**Try it**. Below are the records; output them exactly from the first line through the line with "emitted when unset.", stopping there.

**Input**.
== Segment start ==

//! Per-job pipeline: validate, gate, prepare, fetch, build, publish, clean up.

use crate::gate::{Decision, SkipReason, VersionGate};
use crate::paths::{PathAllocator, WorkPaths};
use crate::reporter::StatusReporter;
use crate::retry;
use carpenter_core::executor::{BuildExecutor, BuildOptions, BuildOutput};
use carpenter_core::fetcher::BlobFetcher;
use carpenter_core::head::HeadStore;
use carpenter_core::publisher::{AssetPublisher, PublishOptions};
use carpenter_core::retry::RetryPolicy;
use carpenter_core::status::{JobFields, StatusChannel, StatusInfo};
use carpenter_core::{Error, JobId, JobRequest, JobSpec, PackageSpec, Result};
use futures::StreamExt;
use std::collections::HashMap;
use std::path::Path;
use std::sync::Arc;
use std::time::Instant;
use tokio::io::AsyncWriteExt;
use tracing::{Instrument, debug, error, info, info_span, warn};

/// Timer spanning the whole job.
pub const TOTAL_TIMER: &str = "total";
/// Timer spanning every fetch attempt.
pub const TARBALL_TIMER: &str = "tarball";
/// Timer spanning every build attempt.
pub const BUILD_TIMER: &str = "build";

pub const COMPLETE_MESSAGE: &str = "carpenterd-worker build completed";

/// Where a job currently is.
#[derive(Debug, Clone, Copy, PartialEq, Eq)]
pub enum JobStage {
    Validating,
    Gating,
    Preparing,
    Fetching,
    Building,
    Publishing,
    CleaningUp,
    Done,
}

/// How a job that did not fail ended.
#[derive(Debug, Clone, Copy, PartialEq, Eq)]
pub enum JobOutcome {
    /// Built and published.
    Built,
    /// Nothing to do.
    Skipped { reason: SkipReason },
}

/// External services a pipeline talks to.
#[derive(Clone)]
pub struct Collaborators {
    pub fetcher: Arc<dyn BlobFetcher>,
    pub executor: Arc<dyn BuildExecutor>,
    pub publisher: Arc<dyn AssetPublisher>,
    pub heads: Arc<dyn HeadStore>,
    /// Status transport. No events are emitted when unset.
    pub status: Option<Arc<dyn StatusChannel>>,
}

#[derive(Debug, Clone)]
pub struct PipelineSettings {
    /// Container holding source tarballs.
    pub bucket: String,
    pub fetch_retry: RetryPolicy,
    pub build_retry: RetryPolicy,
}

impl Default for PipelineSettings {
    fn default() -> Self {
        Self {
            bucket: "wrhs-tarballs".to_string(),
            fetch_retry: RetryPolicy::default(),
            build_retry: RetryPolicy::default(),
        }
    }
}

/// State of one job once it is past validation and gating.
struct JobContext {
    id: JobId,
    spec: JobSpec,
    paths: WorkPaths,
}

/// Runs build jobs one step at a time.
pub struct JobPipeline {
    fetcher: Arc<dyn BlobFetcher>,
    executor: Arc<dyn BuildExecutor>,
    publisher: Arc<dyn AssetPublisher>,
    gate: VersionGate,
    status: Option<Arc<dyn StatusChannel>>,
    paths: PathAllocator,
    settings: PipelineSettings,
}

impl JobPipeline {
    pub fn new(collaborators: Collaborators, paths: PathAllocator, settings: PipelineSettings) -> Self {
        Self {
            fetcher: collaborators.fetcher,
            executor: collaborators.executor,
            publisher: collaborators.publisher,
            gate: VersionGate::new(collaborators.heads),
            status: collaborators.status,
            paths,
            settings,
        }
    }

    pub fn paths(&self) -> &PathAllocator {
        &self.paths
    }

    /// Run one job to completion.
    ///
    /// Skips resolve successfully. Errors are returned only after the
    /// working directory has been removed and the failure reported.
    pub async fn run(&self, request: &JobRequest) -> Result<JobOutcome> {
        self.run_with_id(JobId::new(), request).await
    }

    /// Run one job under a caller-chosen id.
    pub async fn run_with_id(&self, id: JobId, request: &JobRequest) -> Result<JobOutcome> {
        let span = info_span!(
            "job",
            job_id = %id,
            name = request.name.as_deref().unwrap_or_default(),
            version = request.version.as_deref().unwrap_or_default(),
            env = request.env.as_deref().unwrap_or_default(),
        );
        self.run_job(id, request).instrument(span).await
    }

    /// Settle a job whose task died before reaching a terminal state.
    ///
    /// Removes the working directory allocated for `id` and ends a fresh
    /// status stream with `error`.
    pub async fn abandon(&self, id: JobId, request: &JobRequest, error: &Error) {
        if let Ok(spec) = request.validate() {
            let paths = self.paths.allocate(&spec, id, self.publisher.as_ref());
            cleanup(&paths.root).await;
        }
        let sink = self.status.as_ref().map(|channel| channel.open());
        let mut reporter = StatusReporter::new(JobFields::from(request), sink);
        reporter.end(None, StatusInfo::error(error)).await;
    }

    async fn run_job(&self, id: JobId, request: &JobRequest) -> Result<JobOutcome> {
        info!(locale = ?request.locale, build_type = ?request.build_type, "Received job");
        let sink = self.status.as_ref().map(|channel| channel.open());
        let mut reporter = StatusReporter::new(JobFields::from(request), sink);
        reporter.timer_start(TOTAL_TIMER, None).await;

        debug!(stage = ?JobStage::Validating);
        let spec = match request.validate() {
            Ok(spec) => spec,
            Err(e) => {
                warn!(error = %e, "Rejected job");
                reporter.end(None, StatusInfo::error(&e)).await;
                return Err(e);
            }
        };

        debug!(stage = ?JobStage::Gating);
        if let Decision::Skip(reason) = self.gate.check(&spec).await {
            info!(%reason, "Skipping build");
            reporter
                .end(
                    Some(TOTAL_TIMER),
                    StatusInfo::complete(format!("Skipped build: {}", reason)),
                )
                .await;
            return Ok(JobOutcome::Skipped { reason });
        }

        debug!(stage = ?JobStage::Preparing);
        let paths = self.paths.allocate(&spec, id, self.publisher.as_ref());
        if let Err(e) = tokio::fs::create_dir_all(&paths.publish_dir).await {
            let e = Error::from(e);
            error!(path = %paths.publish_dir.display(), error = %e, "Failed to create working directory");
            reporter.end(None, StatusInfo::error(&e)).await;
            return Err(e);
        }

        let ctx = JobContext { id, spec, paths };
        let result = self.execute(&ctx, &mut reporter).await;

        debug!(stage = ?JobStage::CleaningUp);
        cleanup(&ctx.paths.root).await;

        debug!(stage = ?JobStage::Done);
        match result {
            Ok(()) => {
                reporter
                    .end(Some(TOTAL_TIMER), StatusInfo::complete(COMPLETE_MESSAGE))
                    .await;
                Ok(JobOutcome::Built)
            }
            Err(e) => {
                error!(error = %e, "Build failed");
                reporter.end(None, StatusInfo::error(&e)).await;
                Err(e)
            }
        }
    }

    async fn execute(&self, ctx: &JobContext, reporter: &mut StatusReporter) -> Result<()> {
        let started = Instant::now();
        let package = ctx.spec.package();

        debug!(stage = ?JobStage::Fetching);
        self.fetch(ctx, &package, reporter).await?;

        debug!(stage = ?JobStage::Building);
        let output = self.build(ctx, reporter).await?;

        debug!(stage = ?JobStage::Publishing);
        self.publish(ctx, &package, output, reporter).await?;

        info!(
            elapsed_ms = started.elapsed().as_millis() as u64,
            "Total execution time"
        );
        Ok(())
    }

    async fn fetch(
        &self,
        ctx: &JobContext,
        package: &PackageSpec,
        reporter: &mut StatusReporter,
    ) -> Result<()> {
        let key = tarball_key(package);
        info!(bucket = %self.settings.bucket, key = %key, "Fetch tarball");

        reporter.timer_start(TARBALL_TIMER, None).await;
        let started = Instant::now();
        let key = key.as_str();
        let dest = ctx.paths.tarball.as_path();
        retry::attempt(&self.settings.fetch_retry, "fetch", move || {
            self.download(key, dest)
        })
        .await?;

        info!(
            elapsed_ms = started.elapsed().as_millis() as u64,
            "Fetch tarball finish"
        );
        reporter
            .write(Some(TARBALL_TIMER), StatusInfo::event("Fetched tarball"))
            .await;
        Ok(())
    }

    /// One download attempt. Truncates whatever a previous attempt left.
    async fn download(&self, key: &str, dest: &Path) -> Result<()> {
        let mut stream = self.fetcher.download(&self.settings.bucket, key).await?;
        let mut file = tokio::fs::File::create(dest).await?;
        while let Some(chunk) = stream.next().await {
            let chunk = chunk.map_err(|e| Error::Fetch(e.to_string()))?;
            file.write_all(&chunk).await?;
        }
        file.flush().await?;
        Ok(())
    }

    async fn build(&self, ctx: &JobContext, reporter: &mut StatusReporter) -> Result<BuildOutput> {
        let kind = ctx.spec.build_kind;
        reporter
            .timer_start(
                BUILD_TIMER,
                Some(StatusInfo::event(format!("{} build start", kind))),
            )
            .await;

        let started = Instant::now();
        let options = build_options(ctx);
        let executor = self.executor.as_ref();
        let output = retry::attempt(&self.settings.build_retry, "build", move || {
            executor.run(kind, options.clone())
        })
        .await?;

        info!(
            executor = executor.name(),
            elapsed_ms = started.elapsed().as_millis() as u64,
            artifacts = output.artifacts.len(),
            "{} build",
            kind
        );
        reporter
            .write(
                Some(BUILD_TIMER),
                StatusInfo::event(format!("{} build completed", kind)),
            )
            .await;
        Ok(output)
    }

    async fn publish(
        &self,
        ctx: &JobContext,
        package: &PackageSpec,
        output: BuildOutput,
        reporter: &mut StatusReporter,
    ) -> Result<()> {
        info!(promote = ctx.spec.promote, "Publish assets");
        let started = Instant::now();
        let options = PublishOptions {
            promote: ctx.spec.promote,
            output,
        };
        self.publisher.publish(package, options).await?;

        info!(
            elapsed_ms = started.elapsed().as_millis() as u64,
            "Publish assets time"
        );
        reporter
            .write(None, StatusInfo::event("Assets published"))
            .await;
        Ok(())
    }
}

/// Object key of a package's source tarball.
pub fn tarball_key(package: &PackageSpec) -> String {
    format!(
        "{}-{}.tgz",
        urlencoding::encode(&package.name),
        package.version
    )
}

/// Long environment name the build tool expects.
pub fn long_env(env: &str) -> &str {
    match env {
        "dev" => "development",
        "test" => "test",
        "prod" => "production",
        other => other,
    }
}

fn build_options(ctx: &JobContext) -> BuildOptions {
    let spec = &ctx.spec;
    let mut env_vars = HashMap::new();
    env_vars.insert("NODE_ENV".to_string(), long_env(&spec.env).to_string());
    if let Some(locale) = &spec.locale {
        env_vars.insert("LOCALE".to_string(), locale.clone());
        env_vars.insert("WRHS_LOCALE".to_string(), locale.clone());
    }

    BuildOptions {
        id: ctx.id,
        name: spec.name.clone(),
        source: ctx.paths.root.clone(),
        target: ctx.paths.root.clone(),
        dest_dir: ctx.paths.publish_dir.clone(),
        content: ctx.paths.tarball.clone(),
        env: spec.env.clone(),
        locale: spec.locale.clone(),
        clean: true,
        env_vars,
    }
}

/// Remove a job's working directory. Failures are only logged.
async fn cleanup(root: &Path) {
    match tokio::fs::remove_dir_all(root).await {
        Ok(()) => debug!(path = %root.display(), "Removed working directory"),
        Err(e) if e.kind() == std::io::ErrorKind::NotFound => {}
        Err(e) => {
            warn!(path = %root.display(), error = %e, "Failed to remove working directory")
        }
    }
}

== Segment end ==

**Written answer**.
//! Per-job pipeline: validate, gate, prepare, fetch, build, publish, clean up.

use crate::gate::{Decision, SkipReason, VersionGate};
use crate::paths::{PathAllocator, WorkPaths};
use crate::reporter::StatusReporter;
use crate::retry;
use carpenter_core::executor::{BuildExecutor, BuildOptions, BuildOutput};
use carpenter_core::fetcher::BlobFetcher;
use carpenter_core::head::HeadStore;
use carpenter_core::publisher::{AssetPublisher, PublishOptions};
use carpenter_core::retry::RetryPolicy;
use carpenter_core::status::{JobFields, StatusChannel, StatusInfo};
use carpenter_core::{Error, JobId, JobRequest, JobSpec, PackageSpec, Result};
use futures::StreamExt;
use std::collections::HashMap;
use std::path::Path;
use std::sync::Arc;
use std::time::Instant;
use tokio::io::AsyncWriteExt;
use tracing::{Instrument, debug, error, info, info_span, warn};

/// Timer spanning the whole job.
pub const TOTAL_TIMER: &str = "total";
/// Timer spanning every fetch attempt.
pub const TARBALL_TIMER: &str = "tarball";
/// Timer spanning every build attempt.
pub const BUILD_TIMER: &str = "build";

pub const COMPLETE_MESSAGE: &str = "carpenterd-worker build completed";

/// Where a job currently is.
#[derive(Debug, Clone, Copy, PartialEq, Eq)]
pub enum JobStage {
    Validating,
    Gating,
    Preparing,
    Fetching,
    Building,
    Publishing,
    CleaningUp,
    Done,
}

/// How a job that did not fail ended.
#[derive(Debug, Clone, Copy, PartialEq, Eq)]
pub enum JobOutcome {
    /// Built and published.
    Built,
    /// Nothing to do.
    Skipped { reason: SkipReason },
}

/// External services a pipeline talks to.
#[derive(Clone)]
pub struct Collaborators {
    pub fetcher: Arc<dyn BlobFetcher>,
    pub executor: Arc<dyn BuildExecutor>,
    pub publisher: Arc<dyn AssetPublisher>,
    pub heads: Arc<dyn HeadStore>,
    /// Status transport. No events are emitted when unset.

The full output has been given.